A duras penas pude desplazarme a una sala donde accedieron a que algunos abogados amigos se entrevistaran conmigo. Vi en sus caras que estaban impresionados por mi condición. Escuché que se lo hacían ver a los y las carabineros/as ahí presentes, y una de ellas respondió: “Yo veo que está en las mejores condiciones posibles”.

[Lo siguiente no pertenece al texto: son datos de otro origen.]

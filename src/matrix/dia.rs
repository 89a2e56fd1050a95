//! Diagonal (DIA) source matrix

use ndarray::Array2;

use crate::error::{ConversionError, Result};
use crate::matrix::{DType, Element, ElementData, SourceFormat};

/// A sparse matrix in diagonal storage
///
/// `data` is an `(n_diagonals, diag_len)` block stored row-major: row `k`
/// holds the values of the diagonal at `offsets[k]`.
#[derive(Debug, Clone, PartialEq)]
pub struct DiaMatrix {
    n_rows: usize,
    n_cols: usize,
    offsets: Vec<isize>,
    data: ElementData,
    diag_len: usize,
}

impl DiaMatrix {
    /// Creates a new DIA matrix from a flattened `(offsets.len(), diag_len)` block
    ///
    /// # Errors
    ///
    /// Returns `MalformedMatrix` if data does not hold exactly
    /// `offsets.len() * diag_len` values.
    pub fn new(
        n_rows: usize,
        n_cols: usize,
        offsets: Vec<isize>,
        data: impl Into<ElementData>,
        diag_len: usize,
    ) -> Result<Self> {
        let data = data.into();
        if data.len() != offsets.len() * diag_len {
            return Err(ConversionError::malformed(
                SourceFormat::Dia,
                format!(
                    "data holds {} values but {} diagonals of length {} were declared",
                    data.len(),
                    offsets.len(),
                    diag_len
                ),
            ));
        }

        Ok(Self {
            n_rows,
            n_cols,
            offsets,
            data,
            diag_len,
        })
    }

    /// Builds a DIA matrix from a `(n_diagonals, diag_len)` array
    pub fn from_array<T: Element>(
        shape: (usize, usize),
        offsets: Vec<isize>,
        data: Array2<T>,
    ) -> Result<Self> {
        if data.nrows() != offsets.len() {
            return Err(ConversionError::malformed(
                SourceFormat::Dia,
                format!(
                    "{} offsets but the data block has {} rows",
                    offsets.len(),
                    data.nrows()
                ),
            ));
        }
        let diag_len = data.ncols();
        let values: Vec<T> = data.iter().copied().collect();
        Self::new(shape.0, shape.1, offsets, T::into_data(values), diag_len)
    }

    /// A DIA matrix holding only the main diagonal
    pub fn main_diagonal(n: usize, values: impl Into<ElementData>) -> Result<Self> {
        let data = values.into();
        let diag_len = data.len();
        Self::new(n, n, vec![0], data, diag_len)
    }

    pub fn shape(&self) -> (usize, usize) {
        (self.n_rows, self.n_cols)
    }

    pub fn dtype(&self) -> DType {
        self.data.dtype()
    }

    pub fn offsets(&self) -> &[isize] {
        &self.offsets
    }

    pub fn n_diagonals(&self) -> usize {
        self.offsets.len()
    }

    pub fn diag_len(&self) -> usize {
        self.diag_len
    }

    pub fn data(&self) -> &ElementData {
        &self.data
    }
}
//! In-process implementation of the Matrix package class hierarchy
//!
//! [`MatrixPackageRuntime`] knows the slot layout of the eight sparse classes
//! the converters target (`dgCMatrix`, `lgCMatrix`, `dgRMatrix`, `lgRMatrix`,
//! `dgTMatrix`, `lgTMatrix`, `ddiMatrix`, `ldiMatrix`) and applies the same
//! validity rules the foreign class definitions enforce, so a successfully
//! constructed [`RObject`] is one a downstream Matrix consumer would accept.

use std::collections::HashSet;
use std::sync::atomic::{AtomicUsize, Ordering};
use std::sync::Mutex;

use tracing::{debug, trace};

use crate::error::{ConversionError, Result};
use crate::runtime::{ForeignRuntime, SexpVector, Slots, VectorKind};

/// Packages this runtime can import
const AVAILABLE_PACKAGES: &[&str] = &["base", "methods", "Matrix"];

/// An instance of a foreign class: class name plus named slots
#[derive(Debug, Clone, PartialEq)]
pub struct RObject {
    class: String,
    slots: Slots,
}

impl RObject {
    pub fn class(&self) -> &str {
        &self.class
    }

    pub fn slot(&self, name: &str) -> Option<&SexpVector> {
        self.slots.get(name)
    }

    pub fn slots(&self) -> &Slots {
        &self.slots
    }

    /// The `Dim` slot as `(rows, cols)`
    pub fn dim(&self) -> Option<(usize, usize)> {
        let dim = self.slot("Dim")?.as_integer()?;
        match dim {
            [rows, cols] => Some((usize::try_from(*rows).ok()?, usize::try_from(*cols).ok()?)),
            _ => None,
        }
    }
}

#[derive(Debug, Clone, Copy, PartialEq)]
enum Layout {
    /// Compressed storage: `index_slot` holds minor indices, `major` is the
    /// `Dim` axis `p` runs over
    Compressed {
        index_slot: &'static str,
        major: usize,
    },
    Triplet,
    Diagonal,
}

#[derive(Debug, Clone, Copy)]
struct ClassDef {
    x_kind: VectorKind,
    layout: Layout,
}

impl ClassDef {
    fn lookup(class: &str) -> Option<Self> {
        let x_kind = match class.as_bytes().first()? {
            b'd' => VectorKind::Double,
            b'l' => VectorKind::Logical,
            _ => return None,
        };
        let layout = match &class[1..] {
            "gCMatrix" => Layout::Compressed {
                index_slot: "i",
                major: 1,
            },
            "gRMatrix" => Layout::Compressed {
                index_slot: "j",
                major: 0,
            },
            "gTMatrix" => Layout::Triplet,
            "diMatrix" => Layout::Diagonal,
            _ => return None,
        };
        Some(Self { x_kind, layout })
    }

    fn slot_kind(&self, slot: &str) -> Option<VectorKind> {
        let allowed: &[&str] = match self.layout {
            Layout::Compressed { index_slot: "i", .. } => &["i", "p", "x", "Dim"],
            Layout::Compressed { .. } => &["j", "p", "x", "Dim"],
            Layout::Triplet => &["i", "j", "x", "Dim"],
            Layout::Diagonal => &["x", "diag", "Dim"],
        };
        if !allowed.contains(&slot) {
            return None;
        }
        Some(match slot {
            "x" => self.x_kind,
            "diag" => VectorKind::Character,
            _ => VectorKind::Integer,
        })
    }

    /// Slot values used by `new` when the caller omits a slot
    fn default_slot(&self, slot: &str) -> SexpVector {
        match slot {
            "Dim" => SexpVector::Integer(vec![0, 0]),
            "p" => SexpVector::Integer(vec![0]),
            "diag" => SexpVector::string("N"),
            "x" => SexpVector::empty(self.x_kind),
            _ => SexpVector::empty(VectorKind::Integer),
        }
    }

    fn slot_names(&self) -> &'static [&'static str] {
        match self.layout {
            Layout::Compressed { index_slot: "i", .. } => &["i", "p", "x", "Dim"],
            Layout::Compressed { .. } => &["j", "p", "x", "Dim"],
            Layout::Triplet => &["i", "j", "x", "Dim"],
            Layout::Diagonal => &["x", "diag", "Dim"],
        }
    }
}

fn integer_slot<'a>(class: &str, slots: &'a Slots, name: &str) -> Result<&'a [i32]> {
    slots
        .get(name)
        .and_then(SexpVector::as_integer)
        .ok_or_else(|| ConversionError::invalid_slot(class, name, "expected an integer vector"))
}

fn check_indices(class: &str, slot: &str, indices: &[i32], bound: i32) -> Result<()> {
    match indices.iter().find(|&&ix| ix < 0 || ix >= bound) {
        Some(ix) => Err(ConversionError::invalid_slot(
            class,
            slot,
            format!("index {ix} outside [0, {bound})"),
        )),
        None => Ok(()),
    }
}

fn validate(class: &str, def: &ClassDef, slots: &Slots) -> Result<()> {
    let dim = integer_slot(class, slots, "Dim")?;
    let (rows, cols) = match dim {
        [rows, cols] if *rows >= 0 && *cols >= 0 => (*rows, *cols),
        _ => {
            return Err(ConversionError::invalid_slot(
                class,
                "Dim",
                "must be two non-negative integers",
            ))
        }
    };
    let x_len = slots.get("x").map_or(0, SexpVector::len);

    match def.layout {
        Layout::Compressed { index_slot, major } => {
            let p = integer_slot(class, slots, "p")?;
            let idx = integer_slot(class, slots, index_slot)?;
            let (n_major, n_minor) = if major == 1 { (cols, rows) } else { (rows, cols) };

            if p.len() != n_major as usize + 1 {
                return Err(ConversionError::invalid_slot(
                    class,
                    "p",
                    format!("length {} but expected {}", p.len(), n_major + 1),
                ));
            }
            if p[0] != 0 || p.windows(2).any(|w| w[0] > w[1]) {
                return Err(ConversionError::invalid_slot(
                    class,
                    "p",
                    "must start at 0 and be non-decreasing",
                ));
            }
            if p[p.len() - 1] as usize != idx.len() {
                return Err(ConversionError::invalid_slot(
                    class,
                    "p",
                    format!("last element must equal length({index_slot})"),
                ));
            }
            if idx.len() != x_len {
                return Err(ConversionError::invalid_slot(
                    class,
                    "x",
                    format!("length must equal length({index_slot})"),
                ));
            }
            check_indices(class, index_slot, idx, n_minor)?;
            for lane in p.windows(2) {
                let seg = &idx[lane[0] as usize..lane[1] as usize];
                if seg.windows(2).any(|w| w[0] >= w[1]) {
                    return Err(ConversionError::invalid_slot(
                        class,
                        index_slot,
                        "indices are not strictly increasing within a lane",
                    ));
                }
            }
        }
        Layout::Triplet => {
            let i = integer_slot(class, slots, "i")?;
            let j = integer_slot(class, slots, "j")?;
            if i.len() != j.len() || i.len() != x_len {
                return Err(ConversionError::invalid_slot(
                    class,
                    "x",
                    "i, j and x must have equal length",
                ));
            }
            check_indices(class, "i", i, rows)?;
            check_indices(class, "j", j, cols)?;
        }
        Layout::Diagonal => {
            if rows != cols {
                return Err(ConversionError::invalid_slot(
                    class,
                    "Dim",
                    "diagonal matrices must be square",
                ));
            }
            let diag = slots
                .get("diag")
                .and_then(SexpVector::as_character)
                .unwrap_or_default();
            match diag {
                [d] if d == "U" => {
                    if x_len != 0 {
                        return Err(ConversionError::invalid_slot(
                            class,
                            "x",
                            "must be empty for a unit diagonal",
                        ));
                    }
                }
                [d] if d == "N" => {
                    if x_len != rows as usize {
                        return Err(ConversionError::invalid_slot(
                            class,
                            "x",
                            format!("length {x_len} but expected {rows}"),
                        ));
                    }
                }
                _ => {
                    return Err(ConversionError::invalid_slot(
                        class,
                        "diag",
                        "must be \"U\" or \"N\"",
                    ))
                }
            }
        }
    }
    Ok(())
}

/// Foreign runtime providing the Matrix package classes in-process
#[derive(Debug, Default)]
pub struct MatrixPackageRuntime {
    imported: Mutex<HashSet<String>>,
    import_calls: AtomicUsize,
}

impl MatrixPackageRuntime {
    pub fn new() -> Self {
        Self::default()
    }

    /// Number of `import_package` calls observed so far
    pub fn import_calls(&self) -> usize {
        self.import_calls.load(Ordering::SeqCst)
    }

    pub fn is_imported(&self, name: &str) -> bool {
        self.imported
            .lock()
            .map(|set| set.contains(name))
            .unwrap_or(false)
    }
}

impl ForeignRuntime for MatrixPackageRuntime {
    type Object = RObject;

    fn import_package(&self, name: &str) -> Result<()> {
        self.import_calls.fetch_add(1, Ordering::SeqCst);
        if !AVAILABLE_PACKAGES.contains(&name) {
            return Err(ConversionError::PackageNotFound(name.to_string()));
        }
        let mut imported = self
            .imported
            .lock()
            .map_err(|_| ConversionError::PackageNotFound(name.to_string()))?;
        if imported.insert(name.to_string()) {
            debug!(package = name, "imported foreign package");
        }
        Ok(())
    }

    fn new_instance(&self, class: &str, mut slots: Slots) -> Result<RObject> {
        if !self.is_imported("Matrix") {
            return Err(ConversionError::PackageNotFound("Matrix".to_string()));
        }
        let def = ClassDef::lookup(class)
            .ok_or_else(|| ConversionError::UnknownClass(class.to_string()))?;

        for (name, value) in &slots {
            let expected = def.slot_kind(name).ok_or_else(|| {
                ConversionError::invalid_slot(class, name, "no slot of this name in the class")
            })?;
            if value.kind() != expected {
                return Err(ConversionError::invalid_slot(
                    class,
                    name,
                    format!("got a {} vector but expected {}", value.kind(), expected),
                ));
            }
        }
        for &name in def.slot_names() {
            slots
                .entry(name.to_string())
                .or_insert_with(|| def.default_slot(name));
        }

        validate(class, &def, &slots)?;
        trace!(class, "constructed foreign instance");

        Ok(RObject {
            class: class.to_string(),
            slots,
        })
    }
}
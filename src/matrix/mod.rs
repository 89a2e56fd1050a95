// Source matrix data structures

pub mod config;
pub mod coo;
pub mod csc;
pub mod csr;
pub mod dia;
pub mod dtype;
pub mod sort;
pub mod source;

pub use config::ConversionConfig;
pub use coo::CooMatrix;
pub use csc::CscMatrix;
pub use csr::CsrMatrix;
pub use dia::DiaMatrix;
pub use dtype::{resolve, DType, Element, ElementData, TypeConversion, TypeTag};
pub use source::{RawSparse, SourceFormat, SourceMatrix};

Luego me dejaron en un calabozo, junto con los dos estudiantes de sexo masculino de la UCEN que habían sido detenidos. Desde ahí alcanzamos a coordinar con la Defensoría Pública y el fiscal a cargo que tanto ellos como una estudiante fueran dejados en libertad ese día, en vez de ser pasados a control de detención el día siguiente (que era lo que primero se había dispuesto). La operación resultó con dos de ellos, pero uno de los chicos, estudiante de Derecho, quedó detenido hasta el otro día, por “porte de amoniaco” (un elemento que es sabido que sirve para poder despejar las vías respiratorias en medio del gas lacrimógeno, pero que según los agentes encargados de la criminalización constituía una infracción a la Ley de Control de Armas y Explosivos: ¡menos mal que los antecedentes no llegaron a la Fiscalía Sur, donde muy probablemente lo hubieran acusado de terrorista!). Asumí su defensa ayer viernes 16, y tras 29 horas de privación de libertad, su detención fue declarada ilegal…
Supe que las 16  el fiscal dispuso que yo quedara en libertad, pero recién a las 18 esta orden se hizo efectiva. Cuando me retiraba, me dijeron que iba a ser citado en su momento bajo el cargo de “maltrato de obra a funcionario de Carabineros con resultado de lesiones leves”. Quedé sorprendido e indignado, y pregunté por qué, si lo que me habían dicho al momento de la detención era “maltrato verbal”. Ante eso, me muestran un certificado de lesiones expedido por el mismísimo Hospital de Carabineros, y además me muestran ahí de cuerpo presente al funcionario “lesionado”: un tal Cabo Lagos, que ante mis consultas me mostró un parche curita en su mano derecha. Cuando le indiqué que yo no había golpeado a nadie al ser detenido, me dijo que en el forcejeo se rasmilló un poco la mano. Le señalé que si esa “lesión” se produjo al momento de mi detención, entonces no podía al mismo tiempo ser causal de la misma. Su respuesta fue impresionante: “un tribunal tendrá que decidir sobre eso”, poniendo cara de inocente mientras pronunciaba esas palabras.
Cuando le pregunté el nombre del que me había mandado detener, bajo el cargo de “maltrato verbal”, me dijo: “ese fue mi Mayor Saldivia”.